1950's Anyone here know a lot about the 50's inline six's?
I'm putting the car back on the road after 31 years. Just about there but a strange piece. There is a steel vacuum line screwed into the intake manifold adjacent to the carb. It goes up over the front of the engine following the same path as the steel fuel line down to the mechanical fuel pump, where it is just hanging in space. Can't see any obvious place for it to screw in down there so wondering what it is and if I can just plug for now?
The second steel vacuum line on both of mine are for the vacuum advance on the distributor. They do however come from the carburetor not the manifold. Do you have any vacuum line to the distributor? Post a picture of it if you can.
Yes, there is a second, smaller, vacuum line off the back of the carb between the throttle body and the valve cover. This line comes off the outside of the manifold just below the spacer and between the carb and the inner fenderwall (not toward the firewall or the radiator) The carb is off right now for a quick refurbish. Putting it back on today and will post pics asap.
My father had a 1948 Studebaker with the inline 226 cubic inch six-cylinder flat-head motor. The car was a 3 speed on the column, but had an overdrive gear,
which was facilitated by a pull-push cable with a T-handle, under the dash. Also had a hill-holding clutch too.
No positive crankcase ventilation valve, just a ventilation tube that came out of the block and stopped near the bottom of the engine, to pass all the engine fumes into
Atmo. The car was all metal, including the dashboard, and was built like a tank. No seat belts. no power steering, no power brakes and no air-conditioning either.

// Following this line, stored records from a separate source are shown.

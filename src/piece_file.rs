//! Piece-aligned random-access file
//!
//! The download target is a single file written at computed offsets, one
//! piece at a time. A pre-existing file of the right size is reused so
//! valid pieces survive across runs; the engine re-verifies them on disk
//! instead of fetching them again.

use crate::digest::{Digest, DigestAlgorithm, DigestState};
use crate::error::{DownloadError, Result, StorageErrorKind};

use std::path::{Path, PathBuf};
use std::time::{Duration, SystemTime};
use tokio::fs::{File, OpenOptions};
use tokio::io::{AsyncReadExt, AsyncSeekExt, AsyncWriteExt, SeekFrom};

/// Read buffer for hashing passes
const HASH_BUF_SIZE: usize = 64 * 1024;

/// Random-access download target split into fixed-size pieces
pub struct PieceFile {
    path: PathBuf,
    file: File,
    size: u64,
    piece_size: u64,
    is_new: bool,
}

impl PieceFile {
    /// Open or create the target file.
    ///
    /// An existing file whose length equals `size` is reused (resumption);
    /// anything else is recreated and, when the size is known, pre-allocated.
    /// `size == 0` means the length is unknown (single-shot transfers).
    pub async fn open(path: impl Into<PathBuf>, size: u64, piece_size: u64) -> Result<Self> {
        let path = path.into();

        if let Some(parent) = path.parent() {
            if !parent.as_os_str().is_empty() {
                tokio::fs::create_dir_all(parent).await.map_err(|e| {
                    DownloadError::storage(
                        StorageErrorKind::Io,
                        parent,
                        format!("Failed to create directory: {e}"),
                    )
                })?;
            }
        }

        let existing_len = match tokio::fs::metadata(&path).await {
            Ok(meta) => Some(meta.len()),
            Err(_) => None,
        };

        // Same length means pieces may be reusable. Unknown length (0) keeps
        // whatever exists so a conditional GET can report it up to date.
        let reuse = match existing_len {
            Some(len) => size == 0 || len == size,
            None => false,
        };
        let file = if reuse {
            OpenOptions::new()
                .read(true)
                .write(true)
                .open(&path)
                .await
                .map_err(|e| {
                    DownloadError::storage(
                        StorageErrorKind::Io,
                        &path,
                        format!("Failed to open file: {e}"),
                    )
                })?
        } else {
            let file = OpenOptions::new()
                .read(true)
                .write(true)
                .create(true)
                .truncate(true)
                .open(&path)
                .await
                .map_err(|e| {
                    DownloadError::storage(
                        StorageErrorKind::Io,
                        &path,
                        format!("Failed to create file: {e}"),
                    )
                })?;
            if size > 0 {
                file.set_len(size).await.map_err(|e| {
                    DownloadError::storage(
                        StorageErrorKind::Io,
                        &path,
                        format!("Failed to pre-allocate {size} bytes: {e}"),
                    )
                })?;
            }
            file
        };

        Ok(Self {
            path,
            file,
            size,
            piece_size,
            is_new: !reuse,
        })
    }

    pub fn path(&self) -> &Path {
        &self.path
    }

    /// False when a same-size file pre-existed and its pieces may be reusable
    pub fn is_new(&self) -> bool {
        self.is_new
    }

    pub fn size(&self) -> u64 {
        self.size
    }

    pub fn piece_size(&self) -> u64 {
        self.piece_size
    }

    /// Number of pieces, counting the short tail
    pub fn piece_count(&self) -> u32 {
        if self.piece_size == 0 || self.size == 0 {
            return 0;
        }
        self.size.div_ceil(self.piece_size) as u32
    }

    /// Effective size of piece `index`; the last piece may be shorter
    pub fn piece_size_of(&self, index: u32) -> u64 {
        let start = index as u64 * self.piece_size;
        if start >= self.size {
            return 0;
        }
        (self.size - start).min(self.piece_size)
    }

    /// Total byte size of a contiguous piece run
    pub fn range_byte_size(&self, pieces: &[u32]) -> u64 {
        pieces.iter().map(|&i| self.piece_size_of(i)).sum()
    }

    /// Write `buf` at an absolute byte offset
    pub async fn write_at(&mut self, buf: &[u8], offset: u64) -> Result<usize> {
        self.file
            .seek(SeekFrom::Start(offset))
            .await
            .map_err(|e| {
                DownloadError::storage(StorageErrorKind::Io, &self.path, format!("Seek failed: {e}"))
            })?;
        self.file.write_all(buf).await.map_err(|e| {
            DownloadError::storage(
                StorageErrorKind::ShortWrite,
                &self.path,
                format!("Write failed at offset {offset}: {e}"),
            )
        })?;
        Ok(buf.len())
    }

    /// Stream piece `index` through a hasher
    pub async fn hash_piece(&mut self, algorithm: DigestAlgorithm, index: u32) -> Result<Digest> {
        let start = index as u64 * self.piece_size;
        let len = self.piece_size_of(index);
        self.hash_span(algorithm, start, len).await
    }

    /// Stream the whole file through a hasher
    pub async fn hash_whole(&mut self, algorithm: DigestAlgorithm) -> Result<Digest> {
        let len = if self.size > 0 {
            self.size
        } else {
            tokio::fs::metadata(&self.path)
                .await
                .map(|m| m.len())
                .unwrap_or(0)
        };
        self.hash_span(algorithm, 0, len).await
    }

    async fn hash_span(
        &mut self,
        algorithm: DigestAlgorithm,
        start: u64,
        len: u64,
    ) -> Result<Digest> {
        self.file.seek(SeekFrom::Start(start)).await.map_err(|e| {
            DownloadError::storage(StorageErrorKind::Io, &self.path, format!("Seek failed: {e}"))
        })?;

        let mut state = DigestState::new(algorithm);
        let mut buf = vec![0u8; HASH_BUF_SIZE];
        let mut remaining = len;
        while remaining > 0 {
            let want = (remaining as usize).min(buf.len());
            let n = self.file.read(&mut buf[..want]).await.map_err(|e| {
                DownloadError::storage(
                    StorageErrorKind::Io,
                    &self.path,
                    format!("Read failed while hashing: {e}"),
                )
            })?;
            if n == 0 {
                break;
            }
            state.update(&buf[..n]);
            remaining -= n as u64;
        }
        Ok(state.finalize())
    }

    /// Truncate or extend the file; used when a transfer of unknown size
    /// replaces a longer pre-existing body
    pub async fn set_len(&mut self, len: u64) -> Result<()> {
        self.file.set_len(len).await.map_err(|e| {
            DownloadError::storage(
                StorageErrorKind::Io,
                &self.path,
                format!("Failed to set length to {len}: {e}"),
            )
        })
    }

    pub async fn flush(&mut self) -> Result<()> {
        self.file.flush().await.map_err(|e| {
            DownloadError::storage(StorageErrorKind::Io, &self.path, format!("Flush failed: {e}"))
        })?;
        self.file.sync_all().await.map_err(|e| {
            DownloadError::storage(StorageErrorKind::Io, &self.path, format!("Sync failed: {e}"))
        })?;
        Ok(())
    }

    /// Current mtime of the file, if available
    pub fn timestamp(&self) -> Option<SystemTime> {
        std::fs::metadata(&self.path).ok()?.modified().ok()
    }

    /// Set the file mtime
    pub fn set_timestamp(&self, when: SystemTime) -> Result<()> {
        let file = std::fs::OpenOptions::new()
            .write(true)
            .open(&self.path)
            .map_err(|e| {
                DownloadError::storage(
                    StorageErrorKind::Io,
                    &self.path,
                    format!("Failed to open for mtime update: {e}"),
                )
            })?;
        file.set_modified(when).map_err(|e| {
            DownloadError::storage(
                StorageErrorKind::Io,
                &self.path,
                format!("Failed to set mtime: {e}"),
            )
        })
    }

    /// Move the mtime one second behind `reference`, or behind the current
    /// mtime when no reference is given, forcing a re-fetch on the next run
    pub fn rewind_timestamp(&self, reference: Option<SystemTime>) -> Result<()> {
        if let Some(from) = reference.or_else(|| self.timestamp()) {
            self.set_timestamp(from - Duration::from_secs(1))?;
        }
        Ok(())
    }
}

which was facilitated by a pull-push cable with a T-handle, under the dash. Also had a hill-holding clutch too.
No positive crankcase ventilation valve, just a ventilation tube that came out of the block and stopped near the bottom of the engine, to pass all the engine fumes into
Atmo. The car was all metal, including the dashboard, and was built like a tank. No seat belts. no power steering, no power brakes and no air-conditioning either.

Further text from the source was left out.